(Saved entries)
----------------

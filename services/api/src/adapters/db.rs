//! services/api/src/adapters/db.rs
//!
//! This module contains the database adapter, which is the concrete implementation
//! of the `CurriculumStore` port from the `core` crate. It handles all interactions
//! with the PostgreSQL database using `sqlx`.
//!
//! Every engine job that touches persistence goes through the shared `PgPool`,
//! which hands each job its own pooled connection; jobs never share a single
//! connection handle.

use async_trait::async_trait;
use chrono::{DateTime, NaiveDate, Utc};
use sqlx::{FromRow, PgPool};
use tutor_core::domain::{
    Cadence, Chapter, Curriculum, EngagementRecord, FeedbackEntry, QuizAttempt, QuizQuestion,
};
use tutor_core::ports::{CurriculumStore, PortError, PortResult};

//=========================================================================================
// The Main Adapter Struct
//=========================================================================================

/// A database adapter that implements the `CurriculumStore` port.
#[derive(Clone)]
pub struct DbAdapter {
    pool: PgPool,
}

impl DbAdapter {
    /// Creates a new `DbAdapter`.
    pub fn new(pool: PgPool) -> Self {
        Self { pool }
    }

    /// A helper function to run database migrations at startup.
    pub async fn run_migrations(&self) -> Result<(), sqlx::migrate::MigrateError> {
        sqlx::migrate!("./migrations").run(&self.pool).await?;
        Ok(())
    }
}

fn unexpected(e: sqlx::Error) -> PortError {
    PortError::Unexpected(e.to_string())
}

//=========================================================================================
// "Impure" Database Record Structs
//=========================================================================================

#[derive(FromRow)]
struct CurriculumRecord {
    curriculum_id: i64,
    owner: String,
    subject: String,
    cadence: String,
    start_date: NaiveDate,
    goal_description: String,
    learning_goal: String,
    created_at: DateTime<Utc>,
}
impl CurriculumRecord {
    fn to_domain(self) -> Curriculum {
        Curriculum {
            id: self.curriculum_id,
            owner: self.owner,
            subject: self.subject,
            cadence: Cadence::parse(&self.cadence),
            start_date: self.start_date,
            goal_description: self.goal_description,
            learning_goal: self.learning_goal,
            created_at: self.created_at,
        }
    }
}

#[derive(FromRow)]
struct ChapterRecord {
    chapter_id: i64,
    curriculum_id: i64,
    title: String,
    description: String,
    scheduled_date: NaiveDate,
    is_completed: bool,
}
impl ChapterRecord {
    fn to_domain(self) -> Chapter {
        Chapter {
            id: self.chapter_id,
            curriculum_id: self.curriculum_id,
            title: self.title,
            description: self.description,
            scheduled_date: self.scheduled_date,
            completed: self.is_completed,
        }
    }
}

#[derive(FromRow)]
struct ScheduledChapterRecord {
    chapter_id: i64,
    curriculum_id: i64,
    title: String,
    description: String,
    scheduled_date: NaiveDate,
    is_completed: bool,
    subject: String,
}
impl ScheduledChapterRecord {
    fn to_domain(self) -> (Chapter, String) {
        (
            Chapter {
                id: self.chapter_id,
                curriculum_id: self.curriculum_id,
                title: self.title,
                description: self.description,
                scheduled_date: self.scheduled_date,
                completed: self.is_completed,
            },
            self.subject,
        )
    }
}

#[derive(FromRow)]
struct QuizQuestionRecord {
    question_text: String,
    option_a: String,
    option_b: String,
    option_c: String,
    option_d: String,
    correct_option: String,
}
impl QuizQuestionRecord {
    fn to_domain(self) -> QuizQuestion {
        QuizQuestion {
            question: self.question_text,
            options: [self.option_a, self.option_b, self.option_c, self.option_d],
            correct_option: self.correct_option.chars().next().unwrap_or('A'),
        }
    }
}

#[derive(FromRow)]
struct FeedbackRecord {
    owner: String,
    feedback_text: String,
    created_at: DateTime<Utc>,
}
impl FeedbackRecord {
    fn to_domain(self) -> FeedbackEntry {
        FeedbackEntry {
            owner: self.owner,
            text: self.feedback_text,
            created_at: self.created_at,
        }
    }
}

#[derive(FromRow)]
struct StreakRecord {
    owner: String,
    current_streak: i32,
    longest_streak: i32,
    last_active_date: NaiveDate,
}
impl StreakRecord {
    fn to_domain(self) -> EngagementRecord {
        EngagementRecord {
            owner: self.owner,
            current_streak: self.current_streak.max(0) as u32,
            longest_streak: self.longest_streak.max(0) as u32,
            last_active_date: self.last_active_date,
        }
    }
}

//=========================================================================================
// `CurriculumStore` Trait Implementation
//=========================================================================================

#[async_trait]
impl CurriculumStore for DbAdapter {
    async fn insert_curriculum(
        &self,
        owner: &str,
        subject: &str,
        cadence: Cadence,
        start_date: NaiveDate,
        goal_description: &str,
        learning_goal: &str,
    ) -> PortResult<i64> {
        let curriculum_id: i64 = sqlx::query_scalar(
            r#"
            INSERT INTO curriculums (owner, subject, cadence, start_date, goal_description, learning_goal)
            VALUES ($1, INITCAP(SUBSTRING($2 FROM 1 FOR 1)) || LOWER(SUBSTRING($2 FROM 2)), $3, $4, $5, $6)
            RETURNING curriculum_id
            "#,
        )
        .bind(owner)
        .bind(subject)
        .bind(cadence.as_str())
        .bind(start_date)
        .bind(goal_description)
        .bind(learning_goal)
        .fetch_one(&self.pool)
        .await
        .map_err(unexpected)?;

        Ok(curriculum_id)
    }

    async fn batch_insert_chapters(
        &self,
        curriculum_id: i64,
        chapters: &[(String, String, NaiveDate)],
    ) -> PortResult<()> {
        let mut tx = self.pool.begin().await.map_err(unexpected)?;

        for (title, description, scheduled_date) in chapters {
            sqlx::query(
                r#"
                INSERT INTO curriculum_chapters (curriculum_id, title, description, scheduled_date)
                VALUES ($1, $2, $3, $4)
                "#,
            )
            .bind(curriculum_id)
            .bind(title)
            .bind(description)
            .bind(scheduled_date)
            .execute(&mut *tx)
            .await
            .map_err(unexpected)?;
        }

        tx.commit().await.map_err(unexpected)?;
        Ok(())
    }

    async fn fetch_curricula(&self, owner: &str) -> PortResult<Vec<Curriculum>> {
        let records = sqlx::query_as::<_, CurriculumRecord>(
            r#"
            SELECT curriculum_id, owner, subject, cadence, start_date,
                   goal_description, learning_goal, created_at
            FROM curriculums
            WHERE owner = $1
            ORDER BY created_at DESC
            "#,
        )
        .bind(owner)
        .fetch_all(&self.pool)
        .await
        .map_err(unexpected)?;

        Ok(records.into_iter().map(|r| r.to_domain()).collect())
    }

    async fn next_incomplete_chapter(
        &self,
        owner: &str,
        subject: &str,
    ) -> PortResult<Option<Chapter>> {
        // Resolve the newest enrollment first: "not enrolled" is an error,
        // while "enrolled but every chapter done" is `None`. A single
        // joined query cannot tell those two zero-row cases apart.
        let curriculum_id: Option<i64> = sqlx::query_scalar(
            r#"
            SELECT curriculum_id
            FROM curriculums
            WHERE owner = $1
              AND LOWER(subject) = LOWER($2)
            ORDER BY created_at DESC
            LIMIT 1
            "#,
        )
        .bind(owner)
        .bind(subject)
        .fetch_optional(&self.pool)
        .await
        .map_err(unexpected)?;

        let Some(curriculum_id) = curriculum_id else {
            return Err(PortError::NotFound(format!(
                "No curriculum for subject '{}'.",
                subject
            )));
        };

        let record = sqlx::query_as::<_, ChapterRecord>(
            r#"
            SELECT chapter_id, curriculum_id, title, description,
                   scheduled_date, is_completed
            FROM curriculum_chapters
            WHERE curriculum_id = $1
              AND is_completed = FALSE
            ORDER BY chapter_id ASC
            LIMIT 1
            "#,
        )
        .bind(curriculum_id)
        .fetch_optional(&self.pool)
        .await
        .map_err(unexpected)?;

        Ok(record.map(|r| r.to_domain()))
    }

    async fn fetch_chapter(&self, chapter_id: i64) -> PortResult<Chapter> {
        let record = sqlx::query_as::<_, ChapterRecord>(
            r#"
            SELECT chapter_id, curriculum_id, title, description, scheduled_date, is_completed
            FROM curriculum_chapters
            WHERE chapter_id = $1
            "#,
        )
        .bind(chapter_id)
        .fetch_one(&self.pool)
        .await
        .map_err(|e| match e {
            sqlx::Error::RowNotFound => {
                PortError::NotFound(format!("Chapter {} not found", chapter_id))
            }
            _ => unexpected(e),
        })?;

        Ok(record.to_domain())
    }

    async fn chapters_scheduled_on(
        &self,
        owner: &str,
        date: NaiveDate,
    ) -> PortResult<Vec<(Chapter, String)>> {
        let records = sqlx::query_as::<_, ScheduledChapterRecord>(
            r#"
            SELECT cc.chapter_id, cc.curriculum_id, cc.title, cc.description,
                   cc.scheduled_date, cc.is_completed, cu.subject
            FROM curriculum_chapters cc
            JOIN curriculums cu ON cc.curriculum_id = cu.curriculum_id
            WHERE cu.owner = $1
              AND cc.scheduled_date = $2
              AND cc.is_completed = FALSE
            ORDER BY cc.scheduled_date ASC
            "#,
        )
        .bind(owner)
        .bind(date)
        .fetch_all(&self.pool)
        .await
        .map_err(unexpected)?;

        Ok(records.into_iter().map(|r| r.to_domain()).collect())
    }

    async fn mark_chapter_completed(&self, chapter_id: i64) -> PortResult<()> {
        // Monotone by construction: the flag is only ever set, never cleared.
        sqlx::query(
            r#"
            UPDATE curriculum_chapters
            SET is_completed = TRUE
            WHERE chapter_id = $1
            "#,
        )
        .bind(chapter_id)
        .execute(&self.pool)
        .await
        .map_err(unexpected)?;

        Ok(())
    }

    async fn quiz_exists(&self, chapter_id: i64) -> PortResult<bool> {
        let exists: bool = sqlx::query_scalar(
            "SELECT EXISTS (SELECT 1 FROM quiz_questions WHERE chapter_id = $1)",
        )
        .bind(chapter_id)
        .fetch_one(&self.pool)
        .await
        .map_err(unexpected)?;

        Ok(exists)
    }

    async fn insert_quiz_questions(
        &self,
        chapter_id: i64,
        questions: &[QuizQuestion],
    ) -> PortResult<()> {
        let mut tx = self.pool.begin().await.map_err(unexpected)?;

        // Re-check inside the transaction so a concurrent writer that won the
        // race leaves this insert as a no-op rather than a duplicate set.
        let exists: bool = sqlx::query_scalar(
            "SELECT EXISTS (SELECT 1 FROM quiz_questions WHERE chapter_id = $1)",
        )
        .bind(chapter_id)
        .fetch_one(&mut *tx)
        .await
        .map_err(unexpected)?;

        if exists {
            return Ok(());
        }

        for question in questions {
            sqlx::query(
                r#"
                INSERT INTO quiz_questions
                    (chapter_id, question_text, option_a, option_b, option_c, option_d, correct_option)
                VALUES ($1, $2, $3, $4, $5, $6, $7)
                "#,
            )
            .bind(chapter_id)
            .bind(&question.question)
            .bind(&question.options[0])
            .bind(&question.options[1])
            .bind(&question.options[2])
            .bind(&question.options[3])
            .bind(question.correct_option.to_string())
            .execute(&mut *tx)
            .await
            .map_err(unexpected)?;
        }

        tx.commit().await.map_err(unexpected)?;
        Ok(())
    }

    async fn fetch_quiz_questions(&self, chapter_id: i64) -> PortResult<Vec<QuizQuestion>> {
        let records = sqlx::query_as::<_, QuizQuestionRecord>(
            r#"
            SELECT question_text, option_a, option_b, option_c, option_d, correct_option
            FROM quiz_questions
            WHERE chapter_id = $1
            ORDER BY question_id ASC
            "#,
        )
        .bind(chapter_id)
        .fetch_all(&self.pool)
        .await
        .map_err(unexpected)?;

        Ok(records.into_iter().map(|r| r.to_domain()).collect())
    }

    async fn insert_quiz_attempt(&self, attempt: &QuizAttempt) -> PortResult<()> {
        sqlx::query(
            r#"
            INSERT INTO quiz_attempts (chapter_id, owner, score, total_questions, reflection, taken_at)
            VALUES ($1, $2, $3, $4, $5, $6)
            "#,
        )
        .bind(attempt.chapter_id)
        .bind(&attempt.owner)
        .bind(attempt.score as i32)
        .bind(attempt.total_questions as i32)
        .bind(&attempt.reflection)
        .bind(attempt.taken_at)
        .execute(&self.pool)
        .await
        .map_err(unexpected)?;

        Ok(())
    }

    async fn insert_feedback(&self, owner: &str, text: &str) -> PortResult<()> {
        sqlx::query("INSERT INTO feedback (owner, feedback_text) VALUES ($1, $2)")
            .bind(owner)
            .bind(text)
            .execute(&self.pool)
            .await
            .map_err(unexpected)?;

        Ok(())
    }

    async fn fetch_feedback(&self, owner: &str) -> PortResult<Vec<FeedbackEntry>> {
        let records = sqlx::query_as::<_, FeedbackRecord>(
            r#"
            SELECT owner, feedback_text, created_at
            FROM feedback
            WHERE owner = $1
            ORDER BY created_at DESC
            LIMIT 10
            "#,
        )
        .bind(owner)
        .fetch_all(&self.pool)
        .await
        .map_err(unexpected)?;

        Ok(records.into_iter().map(|r| r.to_domain()).collect())
    }

    async fn fetch_engagement(&self, owner: &str) -> PortResult<Option<EngagementRecord>> {
        let record = sqlx::query_as::<_, StreakRecord>(
            r#"
            SELECT owner, current_streak, longest_streak, last_active_date
            FROM user_streaks
            WHERE owner = $1
            "#,
        )
        .bind(owner)
        .fetch_optional(&self.pool)
        .await
        .map_err(unexpected)?;

        Ok(record.map(|r| r.to_domain()))
    }

    async fn upsert_engagement(&self, record: &EngagementRecord) -> PortResult<()> {
        sqlx::query(
            r#"
            INSERT INTO user_streaks (owner, current_streak, longest_streak, last_active_date)
            VALUES ($1, $2, $3, $4)
            ON CONFLICT (owner) DO UPDATE
            SET current_streak = EXCLUDED.current_streak,
                longest_streak = GREATEST(user_streaks.longest_streak, EXCLUDED.longest_streak),
                last_active_date = EXCLUDED.last_active_date
            "#,
        )
        .bind(&record.owner)
        .bind(record.current_streak as i32)
        .bind(record.longest_streak as i32)
        .bind(record.last_active_date)
        .execute(&self.pool)
        .await
        .map_err(unexpected)?;

        Ok(())
    }
}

----------------

Take the line that contains "SELECT owner, feedback_text, created_at" and each line after it down to the last of the records, and retype them exactly; add nothing else.

            SELECT owner, feedback_text, created_at
            FROM feedback
            WHERE owner = $1
            ORDER BY created_at DESC
            LIMIT 10
            "#,
        )
        .bind(owner)
        .fetch_all(&self.pool)
        .await
        .map_err(unexpected)?;

        Ok(records.into_iter().map(|r| r.to_domain()).collect())
    }

    async fn fetch_engagement(&self, owner: &str) -> PortResult<Option<EngagementRecord>> {
        let record = sqlx::query_as::<_, StreakRecord>(
            r#"
            SELECT owner, current_streak, longest_streak, last_active_date
            FROM user_streaks
            WHERE owner = $1
            "#,
        )
        .bind(owner)
        .fetch_optional(&self.pool)
        .await
        .map_err(unexpected)?;

        Ok(record.map(|r| r.to_domain()))
    }

    async fn upsert_engagement(&self, record: &EngagementRecord) -> PortResult<()> {
        sqlx::query(
            r#"
            INSERT INTO user_streaks (owner, current_streak, longest_streak, last_active_date)
            VALUES ($1, $2, $3, $4)
            ON CONFLICT (owner) DO UPDATE
            SET current_streak = EXCLUDED.current_streak,
                longest_streak = GREATEST(user_streaks.longest_streak, EXCLUDED.longest_streak),
                last_active_date = EXCLUDED.last_active_date
            "#,
        )
        .bind(&record.owner)
        .bind(record.current_streak as i32)
        .bind(record.longest_streak as i32)
        .bind(record.last_active_date)
        .execute(&self.pool)
        .await
        .map_err(unexpected)?;

        Ok(())
    }
}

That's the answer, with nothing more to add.